"Creemos que las reuniones fueron un importante primer paso en lo que esperamos que continúe siendo un proceso de negociación de respeto mutuo", dijo después el Gobierno en un comunicado.
Añadió que "la propuesta que presentamos es justa, equilibrada y reflexionada en función de la capacidad real del Estado Libre Asociado para pagar a nuestros acreedores a largo plazo".
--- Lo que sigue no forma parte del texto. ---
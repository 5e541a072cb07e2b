//! Error types for `fio-core`.

use thiserror::Error;

use crate::enrich::EnrichError;

#[derive(Debug, Error)]
pub enum Error {
  /// A required field of the request body is missing or empty.
  #[error("validation failed: {0}")]
  Validation(String),

  /// A path or query parameter could not be parsed.
  #[error("invalid argument: {0}")]
  InvalidArgument(String),

  #[error("person not found: {0}")]
  NotFound(i64),

  #[error(transparent)]
  Dependency(#[from] EnrichError),

  #[error("store error: {0}")]
  Store(#[source] Box<dyn std::error::Error + Send + Sync>),
}

impl Error {
  pub(crate) fn store(e: impl std::error::Error + Send + Sync + 'static) -> Self {
    Self::Store(Box::new(e))
  }
}

pub type Result<T, E = Error> = std::result::Result<T, E>;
El Gobierno planea mantener más reuniones "en las próximas semanas" para continuar con las negociaciones, tomando como base esta propuesta.
"Es nuestra esperanza que nuestros acreedores trabajen con nosotros en una solución que nos permita invertir en Puerto Rico y hacer crecer nuestra economía para que el futuro de la isla se construya sobre bases fiscalmente estables", añadió.
Diversos medios de comunicación estadounidenses han publicado que ese plan propone a los bonistas que acepten una quita, que de promedio ronda el 45%, a cambio de una mayor certeza de cobro, ya que en los actuales términos el Gobierno ya ha adelantado que no podrá devolverla íntegramente.
El pasado junio el gobernador de Puerto Rico, Alejandro García Padilla, dijo que el conjunto de la deuda es "impagable" y que había tomado la determinación de incurrir en el impago para poder mantener la prestación de los servicios públicos y evitar así una crisis humanitaria en la isla.
Según lo publicado este fin de semana por The Wall Street Journal, la propuesta gubernamental implica el intercambio de distintos bonos -entre ellos las obligaciones generales respaldadas por la Constitución de la isla- por otros nuevos, de dos tipos, que conllevarían una quita acorde con los precios a los que se están negociando en los mercados y con la evolución de la economía en los próximos años.
Ahora el Gobierno de Puerto Rico, que acumula casi una década de crisis, tiene ante sí el próximo vencimiento de diferentes instrumentos de deuda en mayo, por valor de 400 millones de dólares, sin que las arcas públicas cuenten con suficiente liquidez para hacerle frente.
Por eso, en paralelo está negociando en Washington para que el Congreso federal le permita acogerse a la ley federal de quiebras, lo que daría un marco jurídico a las entidades públicas de la isla para reestructurar su deuda.